**** RECORDS PROVIDED ****
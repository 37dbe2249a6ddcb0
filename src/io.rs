//! Graph output: append-able binary snapshots and JSON export.

use std::fs::OpenOptions;
use std::io::{self, BufWriter, Write};
use std::path::PathBuf;

use byteorder::{LittleEndian, WriteBytesExt};

use crate::ends::End;
use crate::graph::Graph;
use crate::ChId;

/// Writer of binary graph snapshots.
///
/// Snapshots append to one file; the trailer of each record carries running
/// maxima over the records written so far, so a reader can size its buffers
/// from any record. All fields are little-endian; ids are `u64`, edge
/// weights `f32`, the time stamp `f64`.
pub struct SnapshotWriter {
    path: PathBuf,
    chain_num_max: ChId,
    nn_max: [usize; 2],
    saved_count: u64,
}

impl SnapshotWriter {
    pub fn new(path: impl Into<PathBuf>) -> Self {
        SnapshotWriter {
            path: path.into(),
            chain_num_max: 0,
            nn_max: [0, 0],
            saved_count: 0,
        }
    }

    /// Appends one snapshot; `start_new` truncates the file first.
    ///
    /// On the final record (`last`) the trailer fields and the step counter
    /// are written as zero.
    pub fn save(&mut self, gr: &Graph, start_new: bool, last: bool, t: f64)
        -> io::Result<()>
    {
        let file = OpenOptions::new()
            .write(true)
            .create(true)
            .truncate(start_new)
            .append(!start_new)
            .open(&self.path)?;
        let mut ofs = BufWriter::new(file);

        ofs.write_f64::<LittleEndian>(t)?;
        ofs.write_u64::<LittleEndian>(gr.chain_num() as u64)?;

        if !last {
            if start_new {
                self.chain_num_max = 0;
                self.nn_max = [0, 0];
                self.saved_count = 0;
            }
            self.chain_num_max = self.chain_num_max.max(gr.chain_num());
        }

        for m in &gr.cn {
            ofs.write_u64::<LittleEndian>(m.length() as u64)?;
            ofs.write_u64::<LittleEndian>(m.idw as u64)?;
            ofs.write_u64::<LittleEndian>(m.idc as u64)?;
            ofs.write_u64::<LittleEndian>(m.c as u64)?;

            for e in End::BOTH {
                let ngs = m.ngs_at(e);
                ofs.write_u64::<LittleEndian>(ngs.num() as u64)?;
                for s in ngs {
                    ofs.write_u64::<LittleEndian>(s.w as u64)?;
                    ofs.write_u64::<LittleEndian>(s.e.idx() as u64)?;
                }
                if !last {
                    self.nn_max[e.idx()] = self.nn_max[e.idx()].max(ngs.num());
                }
            }

            for eg in &m.g {
                ofs.write_u64::<LittleEndian>(eg.ind as u64)?;
                ofs.write_u64::<LittleEndian>(eg.indc as u64)?;
                ofs.write_u64::<LittleEndian>(eg.indw as u64)?;
                ofs.write_u64::<LittleEndian>(eg.w as u64)?;
                ofs.write_u64::<LittleEndian>(eg.c as u64)?;
                let (da, db) = if eg.points_forwards() { (0u64, 1u64) } else { (1, 0) };
                ofs.write_u64::<LittleEndian>(da)?;
                ofs.write_u64::<LittleEndian>(db)?;
                ofs.write_f32::<LittleEndian>(eg.weight)?;
            }
        }

        if last {
            ofs.write_u64::<LittleEndian>(0)?;
            ofs.write_u64::<LittleEndian>(0)?;
            ofs.write_u64::<LittleEndian>(0)?;
            ofs.write_u64::<LittleEndian>(0)?;
        } else {
            self.saved_count += 1;
            ofs.write_u64::<LittleEndian>(self.chain_num_max as u64)?;
            ofs.write_u64::<LittleEndian>(self.nn_max[End::A.idx()] as u64)?;
            ofs.write_u64::<LittleEndian>(self.nn_max[End::B.idx()] as u64)?;
            ofs.write_u64::<LittleEndian>(self.saved_count)?;
        }

        ofs.flush()
    }
}

#[cfg(feature = "serde_support")]
pub use self::json::to_json;

#[cfg(feature = "serde_support")]
mod json {
    //! JSON export of the vertex/link structure.

    use std::io::Write;

    use serde::Serialize;

    use crate::graph::Graph;

    #[derive(Serialize)]
    struct VertexExport {
        d: usize,
        ind: usize,
        w: Vec<usize>,
        e: Vec<usize>,
    }

    #[derive(Serialize)]
    struct LinkExport {
        source_id: usize,
        target_id: usize,
    }

    #[derive(Serialize)]
    struct GraphExport {
        vertices: Vec<VertexExport>,
        links: Vec<LinkExport>,
    }

    /// Writes the graph as `{"vertices": [...], "links": [...]}`.
    ///
    /// Vertex ids are dense in `[0, V)` across all degrees; links follow the
    /// edge insertion order.
    pub fn to_json<W: Write>(gr: &Graph, writer: W) -> serde_json::Result<()> {
        log::info!("exporting graph to json: {} vertices, {} edges",
                   gr.num_vertices_total(), gr.edgenum);

        let vertices = gr.vertices.iter()
            .map(|v| VertexExport {
                d: v.degree(),
                ind: v.ind,
                w: v.ws(),
                e: v.es(),
            })
            .collect();

        let links = (0..gr.edgenum)
            .map(|ind| {
                let [s, t] = gr.edge_vertices(ind);
                LinkExport { source_id: s, target_id: t }
            })
            .collect();

        serde_json::to_writer(writer, &GraphExport { vertices, links })
    }
}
****
■ EXERCISE
Lines that contain the string "LinkExport" should be copied from the material above.

■ COMPLETED TASK
    struct LinkExport {
        links: Vec<LinkExport>,
                LinkExport { source_id: s, target_id: t }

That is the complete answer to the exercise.